## [ASSIGNMENT]
Reproduce word for word the lines between those holding "pub fn len(&self)" and "fn on_frame_tick(&mut self, e: &FrameTickEvent)", inclusive, and nothing else from the data below.

## [MATERIAL FOR THE TASK]
════════════════

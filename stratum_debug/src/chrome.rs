// Copyright 2026 the Stratum Authors
// SPDX-License-Identifier: Apache-2.0 OR MIT

//! JSON export in the [Chrome Trace Event Format][format].
//!
//! The output opens in `chrome://tracing` and in
//! [Perfetto](https://ui.perfetto.dev/). Phases become duration slices,
//! ticks and summaries become global instant events, and damage rectangles
//! become process-scoped instants stamped with their frame's tick time.
//!
//! [format]: https://docs.google.com/document/d/1CvAClvFfyA5R-PhYUmn5OOQtYMH4h6I0nSsKchNAySU

use std::io::{self, Write};

use serde_json::{Map, Value, json};

use stratum_core::time::Timebase;
use stratum_core::trace::{
    DamageRect, FrameSummary, FrameTickEvent, PhaseBeginEvent, PhaseEndEvent, TraceSink,
};

/// Records events in memory until [`write_to`](Self::write_to) is called.
#[derive(Debug)]
pub struct ChromeTraceSink {
    timebase: Timebase,
    events: Vec<Value>,
    /// Timestamp of the latest tick, in microseconds.
    tick_us: f64,
}

impl ChromeTraceSink {
    /// Creates a sink converting host ticks with `timebase`.
    #[must_use]
    pub fn new(timebase: Timebase) -> Self {
        Self {
            timebase,
            events: Vec::new(),
            tick_us: 0.0,
        }
    }

    /// Number of recorded events.
    #[must_use]
    pub fn len(&self) -> usize {
        self.events.len()
    }

    /// Whether no events were recorded.
    #[must_use]
    pub fn is_empty(&self) -> bool {
        self.events.is_empty()
    }

    /// Serializes the recording as a JSON array.
    pub fn write_to(&self, writer: &mut dyn Write) -> io::Result<()> {
        serde_json::to_writer_pretty(writer, &self.events)?;
        Ok(())
    }

    fn record(&mut self, ph: &str, name: &str, cat: &str, ts: f64, args: Value) {
        let mut event = Map::new();
        event.insert("ph".into(), ph.into());
        event.insert("name".into(), name.into());
        event.insert("cat".into(), cat.into());
        event.insert("ts".into(), ts.into());
        event.insert("pid".into(), 0.into());
        event.insert("tid".into(), 0.into());
        if ph == "i" {
            let scope = if cat == "Damage" { "p" } else { "g" };
            event.insert("s".into(), scope.into());
        }
        event.insert("args".into(), args);
        self.events.push(Value::Object(event));
    }
}

impl TraceSink for ChromeTraceSink {
    fn on_frame_tick(&mut self, e: &FrameTickEvent) {
        self.tick_us = self.timebase.ticks_to_micros(e.now.ticks());
        let args = json!({ "frame_index": e.frame_index });
        self.record("i", "FrameTick", "Driver", self.tick_us, args);
    }

    fn on_phase_begin(&mut self, e: &PhaseBeginEvent) {
        let ts = self.timebase.ticks_to_micros(e.timestamp.ticks());
        let name = format!("{:?}", e.phase);
        self.record("B", &name, "Frame", ts, json!({ "frame_index": e.frame_index }));
    }

    fn on_phase_end(&mut self, e: &PhaseEndEvent) {
        let ts = self.timebase.ticks_to_micros(e.timestamp.ticks());
        let name = format!("{:?}", e.phase);
        self.record("E", &name, "Frame", ts, json!({ "frame_index": e.frame_index }));
    }

    fn on_frame_summary(&mut self, s: &FrameSummary) {
        let tb = self.timebase;
        let args = json!({
            "frame_index": s.frame_index,
            "draw_calls": s.draw_calls,
            "dirty_rects": s.dirty_rects,
            "dirty_ratio": s.dirty_ratio,
            "update_us": tb.ticks_to_micros(s.update_ticks),
            "draw_us": tb.ticks_to_micros(s.draw_ticks),
        });
        let ts = tb.ticks_to_micros(s.now.ticks());
        self.record("i", "FrameSummary", "Summary", ts, args);
    }

    fn on_damage_rects(&mut self, frame_index: u64, rects: &[DamageRect]) {
        let rects: Vec<Value> = rects
            .iter()
            .map(|r| json!([r.x, r.y, r.width, r.height]))
            .collect();
        let args = json!({ "frame_index": frame_index, "rects": rects });
        self.record("i", "DamageRects", "Damage", self.tick_us, args);
    }
}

════════════════

## [ANSWER SECTION]
    pub fn len(&self) -> usize {
        self.events.len()
    }

    /// Whether no events were recorded.
    #[must_use]
    pub fn is_empty(&self) -> bool {
        self.events.is_empty()
    }

    /// Serializes the recording as a JSON array.
    pub fn write_to(&self, writer: &mut dyn Write) -> io::Result<()> {
        serde_json::to_writer_pretty(writer, &self.events)?;
        Ok(())
    }

    fn record(&mut self, ph: &str, name: &str, cat: &str, ts: f64, args: Value) {
        let mut event = Map::new();
        event.insert("ph".into(), ph.into());
        event.insert("name".into(), name.into());
        event.insert("cat".into(), cat.into());
        event.insert("ts".into(), ts.into());
        event.insert("pid".into(), 0.into());
        event.insert("tid".into(), 0.into());
        if ph == "i" {
            let scope = if cat == "Damage" { "p" } else { "g" };
            event.insert("s".into(), scope.into());
        }
        event.insert("args".into(), args);
        self.events.push(Value::Object(event));
    }
}

impl TraceSink for ChromeTraceSink {
    fn on_frame_tick(&mut self, e: &FrameTickEvent) {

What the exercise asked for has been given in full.